(Stored data)
'''

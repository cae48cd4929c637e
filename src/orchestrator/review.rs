//! Document-review loop and the inspection → merge gate.

use tracing::{debug, info, warn};

use super::coordinator::{AutoExecutionCoordinator, MAX_REVIEW_ROUNDS};
use super::state::ExecutionStatus;
use crate::errors::WorkflowErrorKind;
use crate::events::{ExecutionEvent, WorkflowError};
use crate::phase::Phase;

/// Verdict of an inspection agent.
#[derive(Debug, Clone, Copy, PartialEq, Eq)]
pub enum InspectionResult {
    Passed,
    Failed,
}

impl AutoExecutionCoordinator {
    /// Request review round `round`, or close the loop when `round` is past
    /// the cap.
    ///
    /// Only a running unit, or one paused inside the review loop, can take a
    /// round. A resumed unit is not checked against the concurrency ceiling.
    pub fn continue_review_loop(&mut self, unit_path: &str, round: u32) {
        let Some(record) = self.store.get(unit_path) else {
            warn!(unit_path, round, "review round for unknown unit");
            return;
        };
        let in_loop = record.is_running()
            || (record.status == ExecutionStatus::Paused
                && record.current_phase == Some(Phase::DocumentReview));
        if !in_loop {
            warn!(
                unit_path,
                round,
                status = %record.status,
                "review round for unit outside the review loop"
            );
            return;
        }
        if round > MAX_REVIEW_ROUNDS {
            info!(unit_path, round, "review round cap exceeded");
            self.finish_review(unit_path, false, true);
            return;
        }
        let Some(record) = self.store.get_mut(unit_path) else {
            return;
        };
        record.current_review_round = Some(round);
        // A human continuing a paused loop resumes the run.
        if record.status == ExecutionStatus::Paused {
            record.status = ExecutionStatus::Running;
        }

        info!(unit_path, round, "starting document review round");
        self.request_phase(unit_path, Phase::DocumentReview);
    }

    pub fn on_document_review_completed(&mut self, unit_path: &str, approved: bool) {
        let Some(record) = self.store.get(unit_path) else {
            warn!(unit_path, "review verdict for unknown unit");
            return;
        };
        let max_reached = record.current_review_round.unwrap_or(0) >= MAX_REVIEW_ROUNDS;
        self.finish_review(unit_path, approved, max_reached);
    }

    fn finish_review(&mut self, unit_path: &str, approved: bool, max_reached: bool) {
        let now = self.clock.now_ms();
        let Some(record) = self.store.get_mut(unit_path) else {
            warn!(unit_path, "review finished for unknown unit");
            return;
        };
        record.touch(now);

        if approved {
            record.mark_phase_executed(Phase::DocumentReview);
            record.current_review_round = None;
            let running = record.is_running();
            info!(unit_path, "document review approved");
            if running {
                self.advance(unit_path, Phase::DocumentReview);
            }
            return;
        }

        if !max_reached {
            info!(
                unit_path,
                round = ?record.current_review_round,
                "document review not approved, awaiting decision"
            );
            self.pause_for_attention(unit_path);
            return;
        }

        let impl_permitted = self
            .store
            .options(unit_path)
            .is_some_and(|o| o.permissions.is_permitted(Phase::Impl));
        if impl_permitted {
            info!(unit_path, "max review rounds reached, implementation still blocked");
            self.pause_for_attention(unit_path);
        } else {
            info!(unit_path, "max review rounds reached, nothing further to run");
            self.finalize(unit_path);
        }
    }

    /// Act on an inspection verdict.
    pub fn on_inspection_completed(&mut self, unit_path: &str, result: InspectionResult) {
        let now = self.clock.now_ms();
        let Some(record) = self.store.get_mut(unit_path) else {
            warn!(unit_path, "inspection verdict for unknown unit");
            return;
        };
        if record.status.is_terminal() {
            debug!(unit_path, status = %record.status, "ignoring inspection verdict for finished run");
            return;
        }
        record.touch(now);

        match result {
            InspectionResult::Failed if !record.is_running() => {
                debug!(unit_path, "inspection failed for stopped unit, keeping it paused");
            }
            InspectionResult::Failed => {
                let message = "Inspection failed".to_string();
                record.push_error(message.clone());
                record.status = ExecutionStatus::Error;
                record.current_agent_id = None;

                warn!(unit_path, "inspection failed");
                self.emit_state_changed(unit_path);
                self.emit(ExecutionEvent::ExecutionError {
                    unit_path: unit_path.to_string(),
                    error: WorkflowError {
                        kind: WorkflowErrorKind::PhaseExecutionFailed,
                        phase: Some(Phase::Inspection),
                        exit_code: None,
                        message,
                    },
                });
            }
            InspectionResult::Passed => {
                record.mark_phase_executed(Phase::Inspection);
                if !record.is_running() {
                    return;
                }
                let merge_allowed = self
                    .store
                    .options(unit_path)
                    .is_some_and(|o| o.merge_allowed());
                info!(unit_path, merge_allowed, "inspection passed");
                if merge_allowed {
                    self.request_merge(unit_path);
                } else {
                    self.finalize(unit_path);
                }
            }
        }
    }
}
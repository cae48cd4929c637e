//! Event stream shared by the UI bridge, remote broadcaster and audit sink.

pub mod bridge;
pub mod bus;
pub mod types;

pub use bridge::{BroadcastBridge, ChannelSubscriber};
pub use bus::{EventBus, EventLog, EventSubscriber, SubscriptionId};
pub use types::{ExecutionEvent, FileChangeKind, PhaseContext, WorkflowError};
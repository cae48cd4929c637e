//! Drive one unit through its permitted phases: `specpilot run`.

use anyhow::{Context, Result};
use console::style;
use std::collections::BTreeMap;
use std::path::{Path, PathBuf};
use std::sync::Arc;
use std::time::Duration;
use tokio::sync::Mutex;

use specpilot::audit::AuditLogger;
use specpilot::config::PilotConfig;
use specpilot::events::{ChannelSubscriber, EventSubscriber, ExecutionEvent};
use specpilot::orchestrator::{
    ApprovalStatus, AutoExecutionCoordinator, ExecutionOptions, ExecutionRecord, ExecutionStatus,
    ReviewFlag,
};
use specpilot::phase::{Phase, PhasePermissions, parse_phase_list};
use specpilot::runner::{AgentRunner, AgentRunnerConfig, Driver};

/// Arguments of `specpilot run`.
#[derive(Debug, Clone)]
pub struct RunArgs {
    pub unit_path: PathBuf,
    pub id: Option<String>,
    pub phases: Option<String>,
    pub approved: Option<String>,
    pub review: Option<ReviewFlag>,
    pub auto_merge: bool,
    pub timeout_ms: Option<u64>,
}

/// Prints phase progress as events arrive.
struct ConsoleReporter;

impl EventSubscriber for ConsoleReporter {
    fn on_event(&self, event: &ExecutionEvent) {
        match event {
            ExecutionEvent::PhaseStarted { phase, .. } => {
                println!("  {} {}", style("▶").cyan(), style(phase).yellow());
            }
            ExecutionEvent::PhaseCompleted { phase, .. } => {
                println!("  {} {}", style("✓").green(), phase);
            }
            ExecutionEvent::ExecuteNextPhase {
                phase: Phase::DocumentReview,
                context,
                ..
            } => {
                if let Some(round) = context.review_round {
                    println!("  {} review round {}", style("↻").dim(), round);
                }
            }
            ExecutionEvent::ExecuteMerge { .. } => {
                println!("  {} merging", style("▶").cyan());
            }
            ExecutionEvent::ExecutionError { error, .. } => {
                println!("  {} {}", style("✗").red(), error.message);
            }
            _ => {}
        }
    }
}

fn build_options(config: &PilotConfig, args: &RunArgs) -> Result<ExecutionOptions> {
    let defaults = &config.toml.defaults;

    let permissions = match &args.phases {
        Some(list) => PhasePermissions::only(&parse_phase_list(list)?),
        None => defaults.permissions,
    };

    let mut options = ExecutionOptions::new(permissions)
        .with_review_flag(args.review.unwrap_or(defaults.review))
        .with_auto_merge(args.auto_merge || defaults.auto_merge);

    if let Some(timeout_ms) = args.timeout_ms {
        options = options.with_timeout_ms(timeout_ms);
    }

    if let Some(list) = &args.approved {
        let mut approvals = BTreeMap::new();
        for phase in parse_phase_list(list)? {
            if !phase.is_document_phase() {
                anyhow::bail!("Only document phases can be pre-approved, got '{}'", phase);
            }
            approvals.insert(phase, ApprovalStatus::approved());
        }
        options = options.with_approvals(approvals);
    }

    Ok(options)
}

fn resolve_unit_path(project_dir: &Path, unit_path: &Path) -> PathBuf {
    if unit_path.is_absolute() {
        unit_path.to_path_buf()
    } else {
        project_dir.join(unit_path)
    }
}

pub async fn cmd_run(config: &PilotConfig, args: RunArgs) -> Result<()> {
    let unit_dir = resolve_unit_path(&config.project_dir, &args.unit_path);
    let unit_path = unit_dir.to_string_lossy().to_string();
    let unit_id = match &args.id {
        Some(id) => id.clone(),
        None => unit_dir
            .file_name()
            .map(|n| n.to_string_lossy().to_string())
            .context("Cannot derive a unit id from the unit path; pass --id")?,
    };
    let owner_path = config.project_dir.to_string_lossy().to_string();
    let options = build_options(config, &args)?;

    let mut coordinator = AutoExecutionCoordinator::new(config.toml.coordinator_config());
    let (channel, events) = ChannelSubscriber::new();
    coordinator.subscribe(Arc::new(channel));
    coordinator.subscribe(Arc::new(AuditLogger::new(&config.audit_dir())));
    coordinator.subscribe(Arc::new(ConsoleReporter));

    println!();
    println!(
        "{} {} ({})",
        style("Running").bold(),
        style(&unit_id).cyan(),
        unit_path
    );
    println!(
        "  phases: {}",
        options
            .permissions
            .permitted_phases()
            .iter()
            .map(Phase::as_str)
            .collect::<Vec<_>>()
            .join(", ")
    );
    let runner = AgentRunner::new(AgentRunnerConfig::from_pilot_config(config));
    println!("  agent: {}", runner.command());
    println!();

    coordinator
        .start(&owner_path, &unit_path, &unit_id, options)
        .with_context(|| format!("Failed to start {}", unit_path))?;

    if !unit_dir.is_dir() {
        coordinator.on_spec_read_error(
            &unit_path,
            &format!("{} is not a directory", unit_dir.display()),
        );
    }

    let interval = Duration::from_millis(config.toml.execution.timeout_check_interval_ms.max(1));
    let coordinator = Arc::new(Mutex::new(coordinator));
    let mut driver = Driver::new(Arc::clone(&coordinator), Arc::new(runner), events, interval);

    let records = driver.drive(std::slice::from_ref(&unit_path)).await;
    let record = records
        .get(&unit_path)
        .with_context(|| format!("No execution record for {}", unit_path))?;

    print_summary(record);

    if record.status == ExecutionStatus::Error {
        anyhow::bail!("Execution of {} failed", unit_id);
    }
    Ok(())
}

fn print_summary(record: &ExecutionRecord) {
    let status = match record.status {
        ExecutionStatus::Completed => style(record.status.as_str()).green(),
        ExecutionStatus::Paused => style(record.status.as_str()).yellow(),
        ExecutionStatus::Error => style(record.status.as_str()).red(),
        _ => style(record.status.as_str()).dim(),
    };

    println!();
    println!("{} {}", style("Status:").bold(), status);
    if !record.executed_phases.is_empty() {
        println!(
            "  executed: {}",
            record
                .executed_phases
                .iter()
                .map(Phase::as_str)
                .collect::<Vec<_>>()
                .join(", ")
        );
    }
    if record.status == ExecutionStatus::Paused {
        if let Some(phase) = record.current_phase {
            println!("  paused at: {}", phase);
        }
        if let Some(round) = record.current_review_round {
            println!("  review round: {}", round);
        }
    }
    for error in &record.errors {
        println!("  {} {}", style("error:").red(), error);
    }
    println!();
}

#[cfg(test)]
mod tests {
    use super::*;
    use tempfile::tempdir;

    fn args() -> RunArgs {
        RunArgs {
            unit_path: PathBuf::from("specs/auth"),
            id: None,
            phases: None,
            approved: None,
            review: None,
            auto_merge: false,
            timeout_ms: None,
        }
    }

    #[test]
    fn test_build_options_from_defaults() {
        let dir = tempdir().unwrap();
        let config = PilotConfig::new(dir.path().to_path_buf()).unwrap();
        let options = build_options(&config, &args()).unwrap();
        assert_eq!(options.permissions, config.toml.defaults.permissions);
        assert_eq!(options.review_flag, ReviewFlag::Run);
        assert!(options.timeout_ms.is_none());
    }

    #[test]
    fn test_build_options_cli_overrides() {
        let dir = tempdir().unwrap();
        let config = PilotConfig::new(dir.path().to_path_buf()).unwrap();
        let options = build_options(
            &config,
            &RunArgs {
                phases: Some("impl,inspection,deploy".into()),
                approved: Some("requirements".into()),
                review: Some(ReviewFlag::Pause),
                auto_merge: true,
                timeout_ms: Some(5_000),
                ..args()
            },
        )
        .unwrap();
        assert_eq!(
            options.permissions.permitted_phases(),
            vec![Phase::Impl, Phase::Inspection, Phase::Deploy]
        );
        assert!(options.merge_allowed());
        assert_eq!(options.timeout_ms, Some(5_000));
        assert_eq!(
            options.approval(Phase::Requirements),
            Some(ApprovalStatus::approved())
        );
    }

    #[test]
    fn test_build_options_rejects_non_document_approval() {
        let dir = tempdir().unwrap();
        let config = PilotConfig::new(dir.path().to_path_buf()).unwrap();
        let result = build_options(
            &config,
            &RunArgs {
                approved: Some("impl".into()),
                ..args()
            },
        );
        assert!(result.is_err());
    }

    #[test]
    fn test_resolve_unit_path() {
        let project = Path::new("/work/project");
        assert_eq!(
            resolve_unit_path(project, Path::new("specs/a")),
            PathBuf::from("/work/project/specs/a")
        );
        assert_eq!(
            resolve_unit_path(project, Path::new("/elsewhere/b")),
            PathBuf::from("/elsewhere/b")
        );
    }
}
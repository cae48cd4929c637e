pub mod audit;
pub mod config;
pub mod errors;
pub mod events;
pub mod logging;
pub mod orchestrator;
pub mod phase;
pub mod runner;
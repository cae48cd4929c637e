use anyhow::{Context, Result};
use clap::{Parser, Subcommand};
use std::path::PathBuf;

use specpilot::config::PilotConfig;
use specpilot::orchestrator::ReviewFlag;

mod cmd;

#[derive(Parser)]
#[command(name = "specpilot")]
#[command(version, about = "Drives spec-driven development phases through AI agents")]
pub struct Cli {
    #[arg(short, long, global = true)]
    pub verbose: bool,

    #[arg(long, global = true)]
    pub project_dir: Option<PathBuf>,

    #[command(subcommand)]
    pub command: Commands,
}

#[derive(Subcommand)]
pub enum Commands {
    /// Run the permitted phases of one unit to completion, pause or error
    Run {
        /// Directory holding the unit's documents
        unit_path: PathBuf,

        /// Unit identifier passed to the agent (defaults to the directory name)
        #[arg(long)]
        id: Option<String>,

        /// Phases allowed to run (comma-separated). Overrides [defaults.permissions]
        #[arg(long)]
        phases: Option<String>,

        /// Document phases already approved (comma-separated)
        #[arg(long)]
        approved: Option<String>,

        /// Document review loop: run or pause
        #[arg(long)]
        review: Option<ReviewFlag>,

        /// Merge after a passed inspection (needs deploy permitted)
        #[arg(long)]
        auto_merge: bool,

        /// Fail the run when it has been going longer than this
        #[arg(long)]
        timeout_ms: Option<u64>,
    },
    /// View or validate configuration
    Config {
        #[command(subcommand)]
        command: Option<ConfigCommands>,
    },
    /// Show recorded execution events
    Audit {
        /// Only records for this unit path
        #[arg(long)]
        unit: Option<String>,

        /// Only execution errors
        #[arg(long)]
        errors: bool,

        /// Print records as JSON lines
        #[arg(long)]
        json: bool,

        /// Delete the audit log
        #[arg(long, conflicts_with_all = ["unit", "errors", "json"])]
        reset: bool,
    },
}

#[derive(Subcommand, Clone)]
pub enum ConfigCommands {
    /// Show current configuration
    Show,
    /// Validate configuration and show any warnings
    Validate,
    /// Initialize a default specpilot.toml file
    Init,
}

#[tokio::main]
async fn main() -> Result<()> {
    let cli = Cli::parse();
    let project_dir = match cli.project_dir.clone() {
        Some(dir) => dir,
        None => std::env::current_dir().context("Failed to get current directory")?,
    };
    let config = PilotConfig::new(project_dir)?.with_verbose(cli.verbose);

    let log_dir = config.toml.logging.log_dir.as_ref().map(|_| config.log_dir());
    let _guard =
        specpilot::logging::init_logging(&config.toml.logging, log_dir.as_deref(), cli.verbose)?;

    match cli.command {
        Commands::Run {
            unit_path,
            id,
            phases,
            approved,
            review,
            auto_merge,
            timeout_ms,
        } => {
            let args = cmd::RunArgs {
                unit_path,
                id,
                phases,
                approved,
                review,
                auto_merge,
                timeout_ms,
            };
            cmd::cmd_run(&config, args).await?;
        }
        Commands::Config { command } => cmd::cmd_config(&config, command)?,
        Commands::Audit {
            unit,
            errors,
            json,
            reset,
        } => cmd::cmd_audit(&config, unit.as_deref(), errors, json, reset)?,
    }

    Ok(())
}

'''

▶ What the task requires:
Determine how many lines in the data contain the string "reset", and give the number only.

▶ Result of this task:
3